Неостроумный ответ, но по крайней мере она ясно дала мне понять, что говорить нам больше не о чем, и я ушёл от неё, испытывая адские душевные муки.
Решив прогуляться, я вышел в сад и, прах меня побери, первым делом увидел малыша Бинго Литтла, стоявшего ко мне спиной.
Мы с Бинго дружили чуть ли не с пелёнок. Родились мы с разницей в несколько дней в одном и том же местечке под названием Лондон, вместе прошли Итон и Оксфорд, а в зрелые годы от души порезвились в доброй, старой Метрополии. Если кто и мог скрасить весь ужас моего существования в Уллэм Черси, так это Бинго.
Правда, я никак не мог понять, как он здесь очутился. Видите ли, недавно малыш женился на знаменитой писательнице, Рози М.Бэнкс, и когда я видел его в последний раз, собирался ехать с ней в Америку, куда она направлялась, чтобы прочитать курс лекций. Я совершенно четко помнил, что Бинго клял всех на свете, так как из-за поездки вынужден был пропустить скачки в Аскоте.
И тем не менее, хотите верьте, хотите нет, он стоял передо мной собственной персоной. Горя желанием увидеть дружеское лицо, я вскричал сам не свой от восторга:
- Бинго!
Он резко повернулся, и, прах побери, лицо у него было совсем не дружеское. Скорее оно было (это выражение часто употребляется в детективных романах) искажено яростью. Он замахал руками, словно регулировщик на оживлённом перекрестке.
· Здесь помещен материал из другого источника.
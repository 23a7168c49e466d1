use std::sync::Once;

/// Filter used when neither the caller nor `RUST_LOG` picks one. The wgpu
/// internals log every pipeline and buffer at info.
const DEFAULT_FILTER: &str = "info,wgpu_core=warn,wgpu_hal=warn";

/// Settings for the `env_logger` backend installed by [`init_logging`].
#[derive(Debug, Clone)]
pub struct LoggingConfig {
    /// Directive string such as `"tessel_engine=trace,wgpu=warn"`. Overrides `RUST_LOG`.
    pub env_filter: Option<String>,
    pub write_style: env_logger::WriteStyle,
}

impl Default for LoggingConfig {
    fn default() -> Self {
        Self {
            env_filter: None,
            write_style: env_logger::WriteStyle::Auto,
        }
    }
}

static INIT: Once = Once::new();

/// Installs `env_logger` as the `log` backend. Only the first call has any effect.
///
/// If another logger is already installed (a host binary, a test harness) it is
/// left alone.
pub fn init_logging(config: LoggingConfig) {
    INIT.call_once(|| {
        let filter = resolve_filter(config.env_filter, std::env::var("RUST_LOG").ok());

        let mut builder = env_logger::Builder::new();
        builder.parse_filters(&filter);
        builder.write_style(config.write_style);

        match builder.try_init() {
            Ok(()) => log::debug!("logger installed with filter {filter:?}"),
            Err(_) => log::debug!("logger already installed; keeping it"),
        }
    });
}

/// Picks the filter directives: explicit config, then `RUST_LOG`, then [`DEFAULT_FILTER`].
/// Blank strings count as unset.
fn resolve_filter(explicit: Option<String>, from_env: Option<String>) -> String {
    explicit
        .filter(|f| !f.trim().is_empty())
        .or_else(|| from_env.filter(|f| !f.trim().is_empty()))
        .unwrap_or_else(|| DEFAULT_FILTER.to_string())
}
//! Batched shape rendering.
//!
//! Shapes are tessellated on the CPU into [`ShapeVertex`] triangles and handed
//! to a [`GraphicsDevice`] one batch at a time.
//!
//! Convention:
//! - Without a camera, geometry is in pixels (top-left origin, +Y down).
//! - The vertex shader applies `projection * view` from the active batch.

mod arena;
mod backend;
mod batcher;
mod gpu;
mod shapes;
mod vertex;

#[cfg(test)]
mod test_device;

pub use arena::{GeometryArena, ShapeWriter, INDICES_PER_VERTEX};
pub use backend::{DrawBatch, GraphicsDevice, ViewProjection};
pub use batcher::{BatchState, BatchStats, BatcherConfig, PrimitiveBatcher};
pub use gpu::WgpuShapeDevice;
pub use vertex::ShapeVertex;
#[cfg(test)]
mod tests {
    use super::*;
    use crate::camera::Camera;
    use crate::coords::{Rect, Vec2, Viewport};
    use crate::error::BufferKind;
    use crate::paint::Color;
    use crate::render::test_device::RecordingDevice;
    use glam::{Mat4, Vec3};

    fn batcher(max_vertices: usize) -> PrimitiveBatcher<RecordingDevice> {
        let config = BatcherConfig { max_vertices, ..BatcherConfig::default() };
        PrimitiveBatcher::new(RecordingDevice::new(Viewport::new(800.0, 600.0)), config)
            .expect("valid config")
    }

    fn unit_rect() -> Rect {
        Rect::new(0.0, 0.0, 10.0, 10.0)
    }

    // ── config ────────────────────────────────────────────────────────────

    #[test]
    fn default_config_matches_documented_values() {
        let b = batcher(1024);
        assert_eq!(b.capacity(), 1024);
        assert_eq!(b.config().min_thickness, 1.0);
        assert_eq!(b.config().max_thickness, 10.0);
        assert_eq!(BatcherConfig::default().max_vertices, 1024);
    }

    #[test]
    fn config_rejects_tiny_buffers_and_inverted_ranges() {
        let too_small = BatcherConfig { max_vertices: 3, ..BatcherConfig::default() };
        assert!(matches!(too_small.validate(), Err(BatchError::InvalidArgument(_))));

        let inverted = BatcherConfig { min_thickness: 5.0, max_thickness: 2.0, ..BatcherConfig::default() };
        assert!(matches!(inverted.validate(), Err(BatchError::InvalidArgument(_))));

        let zero = BatcherConfig { min_thickness: 0.0, ..BatcherConfig::default() };
        assert!(matches!(
            PrimitiveBatcher::new(RecordingDevice::default(), zero),
            Err(BatchError::InvalidArgument(_))
        ));
    }

    // ── state machine ─────────────────────────────────────────────────────

    #[test]
    fn shapes_before_begin_are_rejected() {
        let mut b = batcher(64);
        assert!(matches!(
            b.fill_rect(unit_rect(), Color::white()),
            Err(BatchError::InvalidState(_))
        ));
        assert!(matches!(
            b.draw_line(Vec2::ZERO, Vec2::X, 1.0, Color::white()),
            Err(BatchError::InvalidState(_))
        ));
        assert!(matches!(
            b.fill_circle(Vec2::ZERO, 5.0, 16, Color::white()),
            Err(BatchError::InvalidState(_))
        ));
        assert_eq!(b.vertex_count(), 0);
    }

    #[test]
    fn begin_twice_is_rejected() {
        let mut b = batcher(64);
        b.begin(None).unwrap();
        assert!(matches!(b.begin(None), Err(BatchError::InvalidState(_))));
        assert_eq!(b.state(), BatchState::Started);
    }

    #[test]
    fn end_without_begin_is_rejected() {
        let mut b = batcher(64);
        assert!(matches!(b.end(), Err(BatchError::InvalidState(_))));
    }

    #[test]
    fn batcher_is_reusable_across_frames() {
        let mut b = batcher(64);
        for _ in 0..3 {
            b.begin(None).unwrap();
            b.fill_rect(unit_rect(), Color::white()).unwrap();
            b.end().unwrap();
            assert_eq!(b.state(), BatchState::Stopped);
        }
        assert_eq!(b.device().draws.len(), 3);
    }

    // ── flush ─────────────────────────────────────────────────────────────

    #[test]
    fn flush_without_shapes_is_a_no_op() {
        let mut b = batcher(64);
        b.flush().unwrap(); // stopped, nothing buffered
        b.begin(None).unwrap();
        b.flush().unwrap();
        b.flush().unwrap();
        assert!(b.device().draws.is_empty());
        assert_eq!((b.vertex_count(), b.index_count(), b.shape_count()), (0, 0, 0));
        assert_eq!(b.stats().flushes, 0);
    }

    #[test]
    fn mid_batch_flush_keeps_batch_started() {
        let mut b = batcher(64);
        b.begin(None).unwrap();
        b.fill_rect(unit_rect(), Color::white()).unwrap();
        b.flush().unwrap();
        assert_eq!(b.state(), BatchState::Started);
        assert_eq!(b.vertex_count(), 0);

        b.fill_rect(unit_rect(), Color::white()).unwrap();
        b.end().unwrap();
        assert_eq!(b.device().draws.len(), 2);
    }

    #[test]
    fn end_flushes_everything_in_one_draw() {
        let mut b = batcher(1024);
        b.begin(None).unwrap();
        for i in 0..10 {
            b.fill_rect(Rect::new(i as f32 * 12.0, 0.0, 10.0, 10.0), Color::white()).unwrap();
        }
        b.end().unwrap();

        let draws = &b.device().draws;
        assert_eq!(draws.len(), 1);
        assert_eq!(draws[0].vertices.len(), 40);
        assert_eq!(draws[0].indices.len(), 60);
        assert_eq!(draws[0].triangle_count(), 20);
    }

    // ── overflow ──────────────────────────────────────────────────────────

    #[test]
    fn overflow_triggers_exactly_one_flush() {
        let mut b = batcher(4);
        b.begin(None).unwrap();

        b.fill_rect(Rect::new(0.0, 0.0, 10.0, 10.0), Color::red()).unwrap();
        assert!(b.device().draws.is_empty());

        b.fill_rect(Rect::new(20.0, 0.0, 10.0, 10.0), Color::blue()).unwrap();

        let draws = &b.device().draws;
        assert_eq!(draws.len(), 1);
        assert_eq!(draws[0].vertices.len(), 4);
        assert!(draws[0].vertices.iter().all(|v| v.color == Color::red().to_array()));
        assert_eq!(b.stats().overflow_flushes, 1);

        // Only the second rectangle is left, starting at cursor zero.
        assert_eq!(b.vertex_count(), 4);
        assert_eq!(b.index_count(), 6);
        assert_eq!(b.shape_count(), 1);
    }

    #[test]
    fn shape_after_overflow_starts_at_index_zero() {
        let mut b = batcher(4);
        b.begin(None).unwrap();
        b.fill_rect(unit_rect(), Color::white()).unwrap();
        b.fill_rect(unit_rect(), Color::white()).unwrap();
        b.end().unwrap();

        let draws = &b.device().draws;
        assert_eq!(draws.len(), 2);
        assert_eq!(draws[1].indices, vec![0, 1, 2, 0, 2, 3]);
    }

    #[test]
    fn cursors_never_exceed_capacity() {
        let mut b = batcher(10);
        b.begin(None).unwrap();
        for i in 0..50 {
            match i % 3 {
                0 => b.fill_rect(unit_rect(), Color::white()).unwrap(),
                1 => b.fill_circle(Vec2::new(5.0, 5.0), 4.0, 7, Color::white()).unwrap(),
                _ => b.draw_line(Vec2::ZERO, Vec2::new(3.0, 4.0), 2.0, Color::white()).unwrap(),
            }
            assert!(b.vertex_count() <= b.capacity());
            assert!(b.index_count() <= 3 * b.capacity());
        }
        b.end().unwrap();
        for draw in &b.device().draws {
            assert!(draw.vertices.len() <= 10);
            assert!(draw.indices.iter().all(|&i| (i as usize) < draw.vertices.len()));
        }
    }

    #[test]
    fn ensure_space_rejects_shapes_larger_than_buffer() {
        let mut b = batcher(8);
        b.begin(None).unwrap();
        b.fill_rect(unit_rect(), Color::white()).unwrap();

        assert!(matches!(
            b.ensure_space(9, 3),
            Err(BatchError::Capacity { buffer: BufferKind::Vertex, required: 9, capacity: 8 })
        ));
        // No flush and no writes happened.
        assert!(b.device().draws.is_empty());
        assert_eq!(b.vertex_count(), 4);
    }

    #[test]
    fn oversized_circle_fails_without_partial_writes() {
        let mut b = batcher(8);
        b.begin(None).unwrap();
        b.fill_rect(unit_rect(), Color::white()).unwrap();

        let err = b.fill_circle(Vec2::ZERO, 10.0, 16, Color::white()).unwrap_err();
        assert!(matches!(err, BatchError::Capacity { buffer: BufferKind::Vertex, .. }));
        assert_eq!(b.vertex_count(), 4);
        assert_eq!(b.shape_count(), 1);
        assert!(b.device().draws.is_empty());
    }

    #[test]
    fn ensure_space_reports_whether_it_flushed() {
        let mut b = batcher(8);
        b.begin(None).unwrap();
        assert!(!b.ensure_space(4, 6).unwrap());
        b.fill_rect(unit_rect(), Color::white()).unwrap();
        b.fill_rect(unit_rect(), Color::white()).unwrap();
        assert!(b.ensure_space(1, 3).unwrap());
        assert_eq!(b.vertex_count(), 0);
    }

    #[test]
    fn index_overflow_flushes_while_vertices_still_fit() {
        // 8 vertices, 24 indices: the second triangle set fits by vertex count only.
        let mut b = batcher(8);
        b.begin(None).unwrap();
        let tri = [Vec2::ZERO, Vec2::new(10.0, 0.0), Vec2::new(0.0, 10.0)];
        let indices = [0, 1, 2, 0, 1, 2, 0, 1, 2, 0, 1, 2, 0, 1, 2];

        b.fill_polygon(&tri, &indices, Mat4::IDENTITY, Color::white()).unwrap();
        assert!(b.device().draws.is_empty());
        b.fill_polygon(&tri, &indices, Mat4::IDENTITY, Color::white()).unwrap();

        assert_eq!(b.device().draws.len(), 1);
        assert_eq!(b.device().draws[0].vertices.len(), 3);
        assert_eq!(b.device().draws[0].indices.len(), 15);
        assert_eq!(b.vertex_count(), 3);
        assert_eq!(b.index_count(), 15);
        assert_eq!(b.stats().overflow_flushes, 1);
    }

    // ── transforms ────────────────────────────────────────────────────────

    #[test]
    fn begin_without_camera_uses_pixel_space_projection() {
        let mut b = batcher(64);
        b.begin(None).unwrap();
        b.fill_rect(unit_rect(), Color::white()).unwrap();
        b.end().unwrap();

        let t = b.device().draws[0].transform;
        assert_eq!(t.view, Mat4::IDENTITY);
        assert_eq!(t.projection, Viewport::new(800.0, 600.0).orthographic());
    }

    #[test]
    fn begin_with_camera_adopts_refreshed_matrices() {
        let mut b = batcher(64);
        let mut camera = Camera::new(Viewport::new(800.0, 600.0));
        camera.move_by(Vec2::new(100.0, 0.0));

        b.begin(Some(&mut camera)).unwrap();
        b.fill_rect(unit_rect(), Color::white()).unwrap();
        b.end().unwrap();

        let t = b.device().draws[0].transform;
        assert_eq!(t.view, camera.view());
        assert_eq!(t.projection, camera.projection());

        // The moved camera now looks at x = 500.
        let ndc = t.combined().project_point3(Vec3::new(500.0, 300.0, 0.0));
        assert!(ndc.x.abs() < 1e-4 && ndc.y.abs() < 1e-4);
    }

    // ── device failures & disposal ────────────────────────────────────────

    #[test]
    fn device_failure_propagates_and_end_still_stops() {
        let mut b = batcher(64);
        b.begin(None).unwrap();
        b.fill_rect(unit_rect(), Color::white()).unwrap();
        b.device_mut().fail_draws = true;

        let err = b.end().unwrap_err();
        assert!(matches!(err, BatchError::Device(_)));
        assert_eq!(b.state(), BatchState::Stopped);
        assert_eq!(b.vertex_count(), 0);

        b.device_mut().fail_draws = false;
        b.begin(None).unwrap();
        b.end().unwrap();
    }

    #[test]
    fn dispose_is_idempotent_and_runs_on_drop() {
        let device = RecordingDevice::default();
        let releases = device.release_counter();

        let mut b = PrimitiveBatcher::new(device, BatcherConfig::default()).unwrap();
        b.dispose();
        b.dispose();
        assert_eq!(releases.get(), 1);
        assert!(matches!(b.begin(None), Err(BatchError::InvalidState(_))));
        drop(b);
        assert_eq!(releases.get(), 1);

        let device = RecordingDevice::default();
        let releases = device.release_counter();
        drop(PrimitiveBatcher::new(device, BatcherConfig::default()).unwrap());
        assert_eq!(releases.get(), 1);
    }
}
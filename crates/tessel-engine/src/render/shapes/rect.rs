use crate::coords::Rect;
use crate::error::{BatchError, BatchResult};
use crate::paint::Color;
use crate::render::{GraphicsDevice, PrimitiveBatcher};

use super::common::{DEGENERATE_EPSILON, QUAD_INDICES, QUAD_VERTEX_COUNT};

impl<D: GraphicsDevice> PrimitiveBatcher<D> {
    /// Draws the outline of `rect` as four lines (top, right, bottom, left).
    ///
    /// Negative sizes are flipped first. A rectangle with zero width or height is
    /// rejected before any edge is written.
    pub fn draw_rect(&mut self, rect: Rect, thickness: f32, color: Color) -> BatchResult<()> {
        self.ensure_started()?;

        let rect = rect.normalized();
        if !(rect.size.x > DEGENERATE_EPSILON && rect.size.y > DEGENERATE_EPSILON) || !rect.is_finite() {
            return Err(BatchError::DegenerateGeometry("rectangle outline has zero width or height"));
        }

        let c = rect.corners();
        for i in 0..c.len() {
            self.draw_line(c[i], c[(i + 1) % c.len()], thickness, color)?;
        }
        Ok(())
    }

    /// Fills `rect` with two triangles over its corners (TL, TR, BR, BL).
    ///
    /// Negative sizes are flipped first, so winding does not depend on the sign.
    pub fn fill_rect(&mut self, rect: Rect, color: Color) -> BatchResult<()> {
        let rect = rect.normalized();
        self.write_shape(QUAD_VERTEX_COUNT, QUAD_INDICES.len(), |w| {
            w.indices(&QUAD_INDICES);
            for corner in rect.corners() {
                w.vertex(corner, color);
            }
        })
    }
}
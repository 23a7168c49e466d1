//! Renders a sample scene with every shape the batcher supports and writes it
//! to a PNG.
//!
//! Usage: `tessel-studio [out.png] [width] [height]`

use anyhow::{Context, Result};
use glam::{Mat4, Vec2, Vec3};

use tessel_engine::camera::Camera;
use tessel_engine::coords::{Rect, Viewport};
use tessel_engine::device::{Gpu, GpuInit, OffscreenTarget};
use tessel_engine::logging::{init_logging, LoggingConfig};
use tessel_engine::paint::Color;
use tessel_engine::render::{BatcherConfig, GraphicsDevice, PrimitiveBatcher, WgpuShapeDevice};

struct StudioArgs {
    output: String,
    width: u32,
    height: u32,
}

impl Default for StudioArgs {
    fn default() -> Self {
        Self {
            output: "tessel.png".to_string(),
            width: 960,
            height: 540,
        }
    }
}

impl StudioArgs {
    fn from_env() -> Result<Self> {
        let mut args = Self::default();
        let mut it = std::env::args().skip(1);

        if let Some(output) = it.next() {
            args.output = output;
        }
        if let Some(width) = it.next() {
            args.width = width.parse().with_context(|| format!("invalid width {width:?}"))?;
        }
        if let Some(height) = it.next() {
            args.height = height.parse().with_context(|| format!("invalid height {height:?}"))?;
        }
        Ok(args)
    }
}

fn main() -> Result<()> {
    init_logging(LoggingConfig::default());

    let args = StudioArgs::from_env()?;
    let gpu = Gpu::new_headless_blocking(GpuInit::default())?;

    let target = OffscreenTarget::new(&gpu, args.width, args.height);
    target.clear(&gpu, Color::from_srgb_u8(24, 26, 33, 255));

    let mut device = WgpuShapeDevice::new(gpu.device().clone(), gpu.queue().clone());
    device.set_target(target.view().clone(), target.format(), target.viewport());

    let mut batcher = PrimitiveBatcher::new(device, BatcherConfig::default())?;

    draw_pixel_pass(&mut batcher)?;

    let mut camera = Camera::new(target.viewport());
    camera.set_zoom(4.0 / 3.0);
    camera.move_by(Vec2::new(-80.0, -40.0));
    draw_camera_pass(&mut batcher, &mut camera)?;

    let stats = batcher.stats();
    log::info!(
        "{} shapes in {} draw calls ({} forced by a full buffer)",
        stats.shapes,
        stats.flushes,
        stats.overflow_flushes
    );
    batcher.dispose();

    let pixels = target.read_rgba8(&gpu)?;
    let image = image::RgbaImage::from_raw(target.width(), target.height(), pixels)
        .context("readback size does not match the target")?;
    image
        .save(&args.output)
        .with_context(|| format!("failed to write {}", args.output))?;

    let shown = target.fit_rect(Viewport::new(1920.0, 1080.0));
    log::info!(
        "wrote {} ({}x{}); on a 1920x1080 display it fills {}x{} at ({}, {})",
        args.output,
        target.width(),
        target.height(),
        shown.size.x,
        shown.size.y,
        shown.origin.x,
        shown.origin.y
    );
    Ok(())
}

/// Pixel-space pass: a grid of lines, rectangles, circles and polygons.
fn draw_pixel_pass<D: GraphicsDevice>(batcher: &mut PrimitiveBatcher<D>) -> Result<()> {
    let size = batcher.device().viewport();
    batcher.begin(None)?;

    // With the shapes below, the grid spills past one buffer.
    let grid = Color::from_srgb_u8(60, 64, 78, 255);
    let mut x = 0.0;
    while x <= size.width {
        batcher.draw_line_xy(x, 0.0, x, size.height, 1.0, grid)?;
        x += 8.0;
    }
    let mut y = 0.0;
    while y <= size.height {
        batcher.draw_line_xy(0.0, y, size.width, y, 1.0, grid)?;
        y += 8.0;
    }

    batcher.fill_rect(Rect::new(40.0, 40.0, 180.0, 110.0), Color::from_srgb_u8(46, 134, 222, 255))?;
    batcher.draw_rect(Rect::new(40.0, 40.0, 180.0, 110.0), 4.0, Color::white())?;

    batcher.fill_circle(Vec2::new(340.0, 95.0), 55.0, 64, Color::from_srgb_u8(235, 77, 75, 255))?;
    batcher.draw_circle(Vec2::new(340.0, 95.0), 70.0, 48, 3.0, Color::white())?;

    for (i, thickness) in [1.0, 2.0, 4.0, 7.0, 10.0].into_iter().enumerate() {
        let y = 200.0 + i as f32 * 24.0;
        batcher.draw_line_xy(40.0, y, 260.0, y + 12.0, thickness, Color::from_srgb_u8(249, 202, 36, 255))?;
    }

    let star = star_points(5, 60.0, 26.0);
    let at = Mat4::from_translation(Vec3::new(360.0, 270.0, 0.0));
    batcher.fill_polygon(&star, &star_triangles(5), at, Color::from_srgb_u8(106, 176, 76, 255))?;
    batcher.draw_polygon(&star, at, 2.0, Color::white())?;

    // Translucent overlap to exercise premultiplied blending.
    batcher.fill_circle(Vec2::new(400.0, 120.0), 40.0, 48, Color::white().with_opacity(0.35))?;

    batcher.end()?;
    Ok(())
}

/// World-space pass through a zoomed perspective camera.
fn draw_camera_pass<D: GraphicsDevice>(
    batcher: &mut PrimitiveBatcher<D>,
    camera: &mut Camera,
) -> Result<()> {
    batcher.begin(Some(camera))?;

    let origin = Vec2::new(620.0, 320.0);
    for ring in 0..6 {
        let radius = 20.0 + ring as f32 * 14.0;
        let color = Color::from_srgb_u8(130 + ring * 20, 90, 220 - ring * 25, 255);
        batcher.draw_circle(origin, radius, 32 + ring as usize * 16, 2.0, color)?;
    }

    let hexagon: Vec<Vec2> = (0..6)
        .map(|i| {
            let a = i as f32 * std::f32::consts::TAU / 6.0;
            Vec2::new(a.cos(), a.sin()) * 30.0
        })
        .collect();
    let fan = [0, 1, 2, 0, 2, 3, 0, 3, 4, 0, 4, 5];
    for col in 0..4 {
        let at = Mat4::from_translation(Vec3::new(560.0 + col as f32 * 70.0, 470.0, 0.0))
            * Mat4::from_rotation_z(col as f32 * 0.2);
        batcher.fill_polygon(&hexagon, &fan, at, Color::from_srgb_u8(72, 219, 251, 200))?;
    }

    batcher.end()?;
    Ok(())
}

/// Alternating outer/inner points of a star centered on the origin.
fn star_points(tips: usize, outer: f32, inner: f32) -> Vec<Vec2> {
    (0..tips * 2)
        .map(|i| {
            let r = if i % 2 == 0 { outer } else { inner };
            let a = i as f32 * std::f32::consts::PI / tips as f32 - std::f32::consts::FRAC_PI_2;
            Vec2::new(a.cos(), a.sin()) * r
        })
        .collect()
}

/// Triangulation of a `star_points` outline: one triangle per tip, plus a fan
/// over the inner points.
fn star_triangles(tips: usize) -> Vec<u32> {
    let n = (tips * 2) as u32;
    let mut indices = Vec::new();
    for i in (0..n).step_by(2) {
        indices.extend_from_slice(&[(i + n - 1) % n, i, i + 1]);
    }
    // Inner points are the odd ones.
    let inner: Vec<u32> = (1..n).step_by(2).collect();
    for w in 1..inner.len() - 1 {
        indices.extend_from_slice(&[inner[0], inner[w], inner[w + 1]]);
    }
    indices
}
- Шшшш! - прошипел он. - Ты хочешь меня погубить?
- А?
- Разве ты не получил моей телеграммы?
- Так это была твоя телеграмма?
- Естественно, это была моя телеграмма.
- Почему ты не подписался?
- Я подписался.
- Нет, не подписался. Я не понял в ней ни единого слова.
- Но ведь ты получил моё письмо?
- Какое письмо?
- Моё письмо.
- Я не получал твоего письма.
- Значит, я забыл его отправить. Я писал тебе, что устроился гувернёром к твоему кузену Томасу, и что при встрече ты должен сделать вид, будто мы с тобой незнакомы.
- Но почему?
- Если твоя тётя заподозрит, что я твой друг, она в ту же секунду даст мне коленом под одно место.
- Почему?
Бинго поднял брови.
- Почему? Сам посуди, Берти. Если б ты был твоей тётей и знал бы, кто ты есть на самом деле, ты позволил бы типу, оказавшемуся твоим лучшим другом, обучать твоего сына?
В моей бедной черепушке всё помутилось, но в конце концов я с грехом пополам понял, о чём он говорит, и должен был согласиться, что в чём-то он прав. Тем не менее для меня многое осталось неясным.
- Я думал, ты в Америке, - сказал я.
- Как видишь, нет.
- Почему?
- Неважно, почему. Нет, и всё тут.
- Но зачем ты устроился работать гувернёром?
- Неважно, зачем. У меня были на то причины. И я хочу, чтобы ты вбил в свою голову, Берти, - в тот бетон, которым ты пользуешься вместо мозгов, - что никто не должен видеть нас вместе. Твоего омерзительного кузена позавчера застукали в кустах с сигаретой, после чего моё положение стало достаточно шатким, так как твоя тётя заявила, что если б я следил за ним надлежащим образом, этого никогда бы не произошло. Как только она узнает, что я твой друг, меня ничто не спасёт, а я не могу допустить, чтобы меня уволили.